**WHAT YOU WILL DO**
Lines with the word "this" are the ones wanted. Copy each of them from the entries below.

====

//! tapbin - install one prebuilt release binary from a formula
#![allow(missing_docs)]
#![allow(clippy::missing_errors_doc)]
#![allow(clippy::doc_markdown)]
//!
//! # Overview
//!
//! A formula lists one download per platform together with its SHA-256.
//! tapbin picks the entry for the running machine, downloads and verifies
//! it, then drops the binary into a bin directory. The graphjin formula is
//! compiled in; `--formula` points at any other `.rb` or `.toml` file.
//!
//! # Directory Layout
//!
//! ```text
//! ~/.tapbin/
//! ├── bin/   # Installed binaries
//! └── tmp/   # Per-run staging (emptied after every run)
//! ```

pub mod cmd;
pub mod ui;

use std::path::PathBuf;

use anyhow::{Context, Result};
use clap::{Args, Parser, Subcommand};

use tapbin_core::Formula;
use tapbin_schema::{BitWidth, CpuArch, Os, Platform};

#[derive(Debug, Parser)]
#[command(name = "tapbin")]
#[command(
    author,
    version = env!("TAPBIN_VERSION"),
    about = "tapbin - install a prebuilt release binary from a Homebrew-style formula"
)]
pub struct Cli {
    /// Show what would happen without making changes
    #[arg(long, global = true)]
    pub dry_run: bool,

    /// Suppress non-essential output
    #[arg(short, long, global = true)]
    pub quiet: bool,

    #[command(subcommand)]
    pub command: Commands,
}

#[derive(Debug, Subcommand)]
pub enum Commands {
    /// Download, verify and install the binary for this platform
    Install {
        #[command(flatten)]
        formula: FormulaArgs,
        #[command(flatten)]
        platform: PlatformArgs,
        /// Directory to place the binary in
        #[arg(long, env = "TAPBIN_BIN_DIR")]
        bin_dir: Option<PathBuf>,
        /// Total download attempts for transient failures
        #[arg(long, env = "TAPBIN_RETRIES")]
        retries: Option<u32>,
    },
    /// Show which release entry a platform selects
    Resolve {
        #[command(flatten)]
        formula: FormulaArgs,
        #[command(flatten)]
        platform: PlatformArgs,
    },
    /// Show formula metadata and every release entry
    Info {
        #[command(flatten)]
        formula: FormulaArgs,
    },
    /// Validate a formula file
    Check {
        /// Formula file (.rb or .toml)
        path: PathBuf,
    },
    /// Convert a Homebrew formula to TOML
    Import {
        /// Homebrew formula (.rb)
        path: PathBuf,
        /// Write to this file instead of stdout
        #[arg(short, long)]
        output: Option<PathBuf>,
    },
    /// Compute SHA256 hash of a file (for formula authoring)
    #[command(hide = true)]
    Hash {
        /// Files to hash
        #[arg(required = true)]
        files: Vec<PathBuf>,
    },
    /// Generate shell completions
    Completions {
        /// Shell to generate completions for
        shell: clap_complete::Shell,
    },
}

/// Where the formula comes from.
#[derive(Debug, Clone, Args)]
pub struct FormulaArgs {
    /// Formula file to use instead of the built-in one (.rb or .toml)
    #[arg(long, env = "TAPBIN_FORMULA")]
    pub formula: Option<PathBuf>,
}

impl FormulaArgs {
    /// Load the selected formula.
    pub fn load(&self) -> Result<Formula> {
        match &self.formula {
            Some(path) => Formula::from_file(path)
                .with_context(|| format!("Failed to load formula {}", path.display())),
            None => Ok(Formula::builtin()
                .context("Built-in formula is invalid")?
                .clone()),
        }
    }
}

/// Overrides for the detected platform.
#[derive(Debug, Clone, Args)]
pub struct PlatformArgs {
    /// Operating system (macos, linux, windows)
    #[arg(long)]
    pub os: Option<Os>,
    /// CPU architecture (intel, arm)
    #[arg(long)]
    pub arch: Option<CpuArch>,
    /// Pointer width (32, 64)
    #[arg(long)]
    pub bits: Option<BitWidth>,
}

impl PlatformArgs {
    /// The running platform with any overrides applied.
    pub fn platform(&self) -> Platform {
        Platform::current().with_overrides(self.os, self.arch, self.bits)
    }
}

====

**ANSWER SPACE**
    /// Download, verify and install the binary for this platform
        /// Write to this file instead of stdout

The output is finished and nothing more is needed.